There is a passage in The Selfish Gene, which is strangely ignored by both sides of the debate and it is quite an eloquent passage, it says we are built as gene machines, but we have the power to turn against our creators. We alone on earth, humans, can rebel against the tyranny of the selfish replicaters. Malik asked how this can be; if we are built as gene machines, how do we possess the power to turn against our creators? This is where the idea of the meme came in; an idea that Dawkins introduced to try and at least partly answer that question.

Malik recapped what a meme is; a cultural replicator. The only aim of a meme, like that of a gene, is to survive and reproduce. As a unit of cultural transmission a meme explains, or seems to explain, how we can turn against tyranny of the gene. Memes take us beyond simply being gene machines and allow us to think of human beings as cultural beings, distinctive from any other animals, but also to have a mechanistic explanation of why humans are distinctive from any other animals. In other words it seems to provide a scientific answer to the question of how to understand this special character of being human. However, Malik argued, it does not provide this at all. Far from solving the riddle of human specialness, the notion of the meme actually makes it far more mysterious in a very profound way. For Malik, insofar as memetics is true, it is saying something pretty trivial; insofar as it is saying something profound, it is profoundly untrue.

To understand this Malik invited the audience look more closely at the problem of human specialness. He thought that most people in the room would probably accept that humans are animals; evolved beings with evolved brains,evolved bodies and evolved minds and that most people would also accept that in some fashion we are distinct from all other animals in the way that Richard Dawkins talked about. So how do we reconcile those two views?

One of the paradoxes of natural science is that its success and understanding nature has created problems in its understanding of human nature.
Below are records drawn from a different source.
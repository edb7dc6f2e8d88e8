//! Persisting dense models

use std::collections::HashMap;
use std::path::Path;

use candle_core::{Device, Tensor};
use tracing::info;

use super::{ModelConfig, WeightMap};
use crate::error::Result;

/// Write `config.json` and `model.safetensors` into `dir`
///
/// The directory is created if needed; existing files are overwritten.
pub fn save_dense(dir: &Path, config: &ModelConfig, weights: &WeightMap) -> Result<()> {
    std::fs::create_dir_all(dir)?;

    let mut raw = config.raw().clone();
    if let (Some(obj), Some(first)) = (raw.as_object_mut(), weights.values().next()) {
        obj.insert(
            "torch_dtype".to_string(),
            serde_json::Value::String(torch_dtype_name(first)),
        );
    }
    std::fs::write(dir.join("config.json"), serde_json::to_string_pretty(&raw)?)?;

    let tensors = weights
        .iter()
        .map(|(name, t)| Ok((name.clone(), t.to_device(&Device::Cpu)?.contiguous()?)))
        .collect::<Result<HashMap<String, Tensor>>>()?;
    candle_core::safetensors::save(&tensors, dir.join("model.safetensors"))?;

    info!(path = %dir.display(), tensors = tensors.len(), "Model saved");
    Ok(())
}

fn torch_dtype_name(tensor: &Tensor) -> String {
    match tensor.dtype() {
        candle_core::DType::F16 => "float16",
        candle_core::DType::BF16 => "bfloat16",
        _ => "float32",
    }
    .to_string()
}

#[cfg(test)]
mod tests {
    use super::*;
    use crate::testing;
    use tempfile::TempDir;

    #[test]
    fn test_save_writes_both_files() {
        let dir = TempDir::new().unwrap();
        let (config, weights) = testing::tiny_model_parts();
        save_dense(dir.path(), &config, &weights).unwrap();

        assert!(dir.path().join("config.json").exists());
        let loaded =
            candle_core::safetensors::load(dir.path().join("model.safetensors"), &Device::Cpu)
                .unwrap();
        assert_eq!(loaded.len(), weights.len());

        let text = std::fs::read_to_string(dir.path().join("config.json")).unwrap();
        let reparsed = ModelConfig::from_json(&text).unwrap();
        assert_eq!(reparsed.vocab_size(), config.vocab_size());
    }
}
At the heart of the scientific methodology is a view of nature and of natural organisms as machines, not because ants or apes work like TVs or cars, but because like all machines they appear to lack self consciousness and will.

Humans however are not these kinds of disenchanted creatures. We possess, or at least we believe we possess, purpose in agency, consciousness and qualities that science has expunged from the rest of nature. Humans are both objects of nature and subjects that can, at least to some extent, shape their own fate. We are biological beings and under the purview of biological and physical laws, but we are also reflective, rational, social beings that can design ways of easing the constraints of biological and physical laws.

Science has expunged agency from the natural world, but agency is a crucial aspect of the human world. So how do we understand it scientifically? One answer is to say that agency is an illusion, something that natural selection has designed us to believe in, not because it is true but because it is useful. The neuroscientist Colin Blakemore expresses this well when he says, ‘When we feel ourselves to be in control of an action, that feeling itself is the product of our brain whose machinery has been designed on the basis of its functional utility by means of natural selection. We think we’re in charge but in reality there is no self that can take charge, there is simply a machinery, a link of a set of cause agents going back to the Big Bang.’ In effect we cannot rebel against our creators - we just imagine that we can.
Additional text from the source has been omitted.